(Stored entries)
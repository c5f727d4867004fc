use crate::types::PaxosPhase;

#[derive(Debug, thiserror::Error)]
pub enum PaxosError {
    #[error("Failed to acquire quorum in paxos phase {phase}")]
    RoundFailure { phase: PaxosPhase },
    #[error("Proposal numbers exhausted: the counter reached {last}")]
    ProposalNumbersExhausted { last: u64 },

    #[error(
        "Quorum size {quorum_size} must be a majority of the {acceptor_count} acceptors and no larger than the acceptor set"
    )]
    InvalidQuorumSize {
        quorum_size: usize,
        acceptor_count: usize,
    },
    #[error("Invalid proposer configuration: {0}")]
    InvalidConfiguration(String),
    #[error("No tokio runtime available: {0}")]
    NoRuntime(#[from] tokio::runtime::TryCurrentError),

    #[error("Peer {peer} unavailable: {reason}")]
    PeerUnavailable { peer: String, reason: String },

    #[error("Malformed message: {0}")]
    MalformedMessage(String),
    #[error("Failed to decode message: {0}")]
    Decode(#[from] prost::DecodeError),
}

impl PaxosError {
    /// Round failures are the only errors a caller can fix by proposing again.
    pub fn is_retryable(&self) -> bool {
        matches!(self, PaxosError::RoundFailure { .. })
    }

    pub(crate) fn peer_unavailable(peer: impl Into<String>, reason: impl ToString) -> Self {
        PaxosError::PeerUnavailable {
            peer: peer.into(),
            reason: reason.to_string(),
        }
    }
}
//! A single-decree Paxos proposer for electing leaders and agreeing on ordered values.
//!
//! Each call to [`proposer::PaxosProposer::propose`] runs one Paxos instance for one sequence
//! number against a fixed set of acceptors: it collects promises from a quorum, carries
//! forward any value a quorum member already accepted, collects acceptances from a quorum,
//! and then teaches the chosen value to the learners. At most one value is ever chosen per
//! sequence number, even with several proposers competing and replicas failing.
//!
//! ## Pieces
//!
//! - [`quorum`] fans a request out to every peer and collects replies within a bounded window.
//! - [`acceptor::PaxosAcceptor`] and [`learner::PaxosLearner`] are the role interfaces the
//!   proposer talks to. In-memory implementations are provided, and [`remote`] adapts any
//!   byte transport into the same interfaces using the protobuf messages in [`protos`].
//! - [`config::ProposerBuilder`] validates the quorum against the acceptor set and builds the
//!   proposer.
//!
//! Repeated successful proposals are the building block for leader leases and timestamp
//! services. Those layers live outside this crate.

/// Protobuf wire messages for remote acceptors and learners.
pub mod protos {
    pub mod paxos {
        pub mod v1 {
            include!(concat!(env!("OUT_DIR"), "/paxos.v1.rs"));
        }
    }
}

pub mod acceptor;
pub mod codec;
pub mod config;
pub mod error;
pub mod events;
pub mod learner;
pub mod proposer;
pub mod quorum;
pub mod remote;
pub mod types;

Aim of the task
Give again, exactly as written, every line from the first one above through the line that has "proposer talks to." in it.

Worked solution
repository c5f727d4867004fc
use crate::types::PaxosPhase;

#[derive(Debug, thiserror::Error)]
pub enum PaxosError {
    #[error("Failed to acquire quorum in paxos phase {phase}")]
    RoundFailure { phase: PaxosPhase },
    #[error("Proposal numbers exhausted: the counter reached {last}")]
    ProposalNumbersExhausted { last: u64 },

    #[error(
        "Quorum size {quorum_size} must be a majority of the {acceptor_count} acceptors and no larger than the acceptor set"
    )]
    InvalidQuorumSize {
        quorum_size: usize,
        acceptor_count: usize,
    },
    #[error("Invalid proposer configuration: {0}")]
    InvalidConfiguration(String),
    #[error("No tokio runtime available: {0}")]
    NoRuntime(#[from] tokio::runtime::TryCurrentError),

    #[error("Peer {peer} unavailable: {reason}")]
    PeerUnavailable { peer: String, reason: String },

    #[error("Malformed message: {0}")]
    MalformedMessage(String),
    #[error("Failed to decode message: {0}")]
    Decode(#[from] prost::DecodeError),
}

impl PaxosError {
    /// Round failures are the only errors a caller can fix by proposing again.
    pub fn is_retryable(&self) -> bool {
        matches!(self, PaxosError::RoundFailure { .. })
    }

    pub(crate) fn peer_unavailable(peer: impl Into<String>, reason: impl ToString) -> Self {
        PaxosError::PeerUnavailable {
            peer: peer.into(),
            reason: reason.to_string(),
        }
    }
}
//! A single-decree Paxos proposer for electing leaders and agreeing on ordered values.
//!
//! Each call to [`proposer::PaxosProposer::propose`] runs one Paxos instance for one sequence
//! number against a fixed set of acceptors: it collects promises from a quorum, carries
//! forward any value a quorum member already accepted, collects acceptances from a quorum,
//! and then teaches the chosen value to the learners. At most one value is ever chosen per
//! sequence number, even with several proposers competing and replicas failing.
//!
//! ## Pieces
//!
//! - [`quorum`] fans a request out to every peer and collects replies within a bounded window.
//! - [`acceptor::PaxosAcceptor`] and [`learner::PaxosLearner`] are the role interfaces the
//!   proposer talks to. In-memory implementations are provided, and [`remote`] adapts any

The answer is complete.